- Task directions:
Reproduce word for word, from the entries below, the line with "they hit something.", the line with "impl Acceleration for", and every line between them, and nothing more.

- Available data:
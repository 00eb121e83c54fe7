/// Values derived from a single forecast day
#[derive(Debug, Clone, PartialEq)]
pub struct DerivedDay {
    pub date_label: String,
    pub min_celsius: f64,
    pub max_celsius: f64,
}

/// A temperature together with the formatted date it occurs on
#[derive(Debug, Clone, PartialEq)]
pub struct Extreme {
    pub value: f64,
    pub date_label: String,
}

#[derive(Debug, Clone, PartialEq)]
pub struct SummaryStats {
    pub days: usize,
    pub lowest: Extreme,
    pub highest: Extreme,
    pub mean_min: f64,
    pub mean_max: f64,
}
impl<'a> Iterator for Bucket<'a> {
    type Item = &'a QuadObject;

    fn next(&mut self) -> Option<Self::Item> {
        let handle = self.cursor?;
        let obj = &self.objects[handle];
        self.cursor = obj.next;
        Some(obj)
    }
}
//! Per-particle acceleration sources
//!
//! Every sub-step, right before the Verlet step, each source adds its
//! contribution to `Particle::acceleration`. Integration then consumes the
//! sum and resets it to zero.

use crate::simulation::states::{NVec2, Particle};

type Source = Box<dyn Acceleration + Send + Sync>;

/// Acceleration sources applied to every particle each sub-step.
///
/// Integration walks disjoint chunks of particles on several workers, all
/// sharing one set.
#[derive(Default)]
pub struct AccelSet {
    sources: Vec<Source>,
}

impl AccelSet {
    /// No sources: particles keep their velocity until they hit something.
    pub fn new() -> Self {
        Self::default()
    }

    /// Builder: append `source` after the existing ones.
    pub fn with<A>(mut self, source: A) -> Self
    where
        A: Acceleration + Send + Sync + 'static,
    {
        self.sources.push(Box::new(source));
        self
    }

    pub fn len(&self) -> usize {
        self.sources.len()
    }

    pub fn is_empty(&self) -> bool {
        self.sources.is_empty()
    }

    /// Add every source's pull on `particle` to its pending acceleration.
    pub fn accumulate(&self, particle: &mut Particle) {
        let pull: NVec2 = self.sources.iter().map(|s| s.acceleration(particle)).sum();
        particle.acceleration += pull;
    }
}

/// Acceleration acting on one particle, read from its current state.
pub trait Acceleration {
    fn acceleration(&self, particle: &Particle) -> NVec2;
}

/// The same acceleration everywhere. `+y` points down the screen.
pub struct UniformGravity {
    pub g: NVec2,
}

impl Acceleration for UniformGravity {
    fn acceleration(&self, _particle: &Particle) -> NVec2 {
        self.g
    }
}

- Solution for this exercise:
    /// No sources: particles keep their velocity until they hit something.
    pub fn new() -> Self {
        Self::default()
    }

    /// Builder: append `source` after the existing ones.
    pub fn with<A>(mut self, source: A) -> Self
    where
        A: Acceleration + Send + Sync + 'static,
    {
        self.sources.push(Box::new(source));
        self
    }

    pub fn len(&self) -> usize {
        self.sources.len()
    }

    pub fn is_empty(&self) -> bool {
        self.sources.is_empty()
    }

    /// Add every source's pull on `particle` to its pending acceleration.
    pub fn accumulate(&self, particle: &mut Particle) {
        let pull: NVec2 = self.sources.iter().map(|s| s.acceleration(particle)).sum();
        particle.acceleration += pull;
    }
}

/// Acceleration acting on one particle, read from its current state.
pub trait Acceleration {
    fn acceleration(&self, particle: &Particle) -> NVec2;
}

/// The same acceleration everywhere. `+y` points down the screen.
pub struct UniformGravity {
    pub g: NVec2,
}

impl Acceleration for UniformGravity {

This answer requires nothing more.